In 1972, he co-founded The Rockets, in which he was the drummer and backing vocalist, as well as songwriter. Rockets' singles written by Badanjek included "Can't Sleep", "Turn Up the Radio" and "Takin' It Back".

In 1985, he was part of the Guitar Army Benefit Concert in Detroit with Mark Farner of Grand Funk Railroad and also toured the club and festival circuit with him that year.

In 1992, he toured Europe with Nils Lofgren and drummed on Lofgren's Rykodisc release, The Crooked Line. He later toured and recorded with The Romantics.
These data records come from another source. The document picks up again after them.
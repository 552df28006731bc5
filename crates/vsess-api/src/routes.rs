//! API routes.

use std::sync::Arc;

use axum::extract::DefaultBodyLimit;
use axum::middleware;
use axum::routing::{get, post};
use axum::Router;
use metrics_exporter_prometheus::PrometheusHandle;
use tower_http::limit::RequestBodyLimitLayer;

use crate::handlers::{delete_asset, download, frame, get_asset, health, ready, transform, upload};
use crate::metrics::metrics_middleware;
use crate::middleware::{
    cors_layer, rate_limit_middleware, request_id, request_logging, security_headers,
    RateLimiterCache,
};
use crate::state::AppState;

/// Create the API router.
pub fn create_router(state: AppState, metrics_handle: Option<PrometheusHandle>) -> Router {
    let rate_limiter = Arc::new(RateLimiterCache::new(state.config.rate_limit_rps));

    let session_routes = Router::new()
        .route("/upload", post(upload))
        .route("/frame", get(frame))
        .route("/transform", post(transform))
        .route("/download/:out_file", get(download))
        .route("/assets/:file_id", get(get_asset).delete(delete_asset))
        .layer(middleware::from_fn_with_state(rate_limiter, rate_limit_middleware));

    let health_routes = Router::new()
        .route("/health", get(health))
        .route("/healthz", get(health))
        .route("/ready", get(ready));

    let metrics_routes = if let Some(handle) = metrics_handle {
        Router::new().route("/metrics", get(move || async move { handle.render() }))
    } else {
        Router::new()
    };

    Router::new()
        .merge(session_routes)
        .merge(health_routes)
        .merge(metrics_routes)
        // Uploads are streamed to disk, so the only cap is the configured body size
        .layer(DefaultBodyLimit::disable())
        .layer(RequestBodyLimitLayer::new(state.config.max_body_size))
        .layer(middleware::from_fn(metrics_middleware))
        .layer(middleware::from_fn(security_headers))
        .layer(middleware::from_fn(request_id))
        .layer(middleware::from_fn(request_logging))
        .layer(cors_layer(&state.config.cors_origins))
        .with_state(state)
}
In 2021, he played drums on Alice Cooper's Billboard #1 Top Selling Album, Detroit Stories, and released his debut solo album.

==Solo work==
With his group "Johnny Bee and the Murder Hornets", Badanjek released a 12-song debut solo album, Arc of the Sweeping Sky, with album artwork by Stanley Mouse.

==In media==
A photo of Badanjek is featured on the cover of The Big Beat: Conversations With Rock's Greatest Drummers by Max Weinberg and Robert Santelli, released in 1984, featuring interviews with 15 of the most notable rock drummers of all time (and Weinberg's favorites) including Ringo Starr, Charlie Watts, Levon Helm, Dino Danelli and Badanjek.

==Art career==
Badanjek is also a self-taught painter, having learned by studying other painters and their philosophies. His paintings are in collections at The Gallery of the Arts' Johnny Bee Badanjek Gallery. "Johnny Bee Badanjek" (2017)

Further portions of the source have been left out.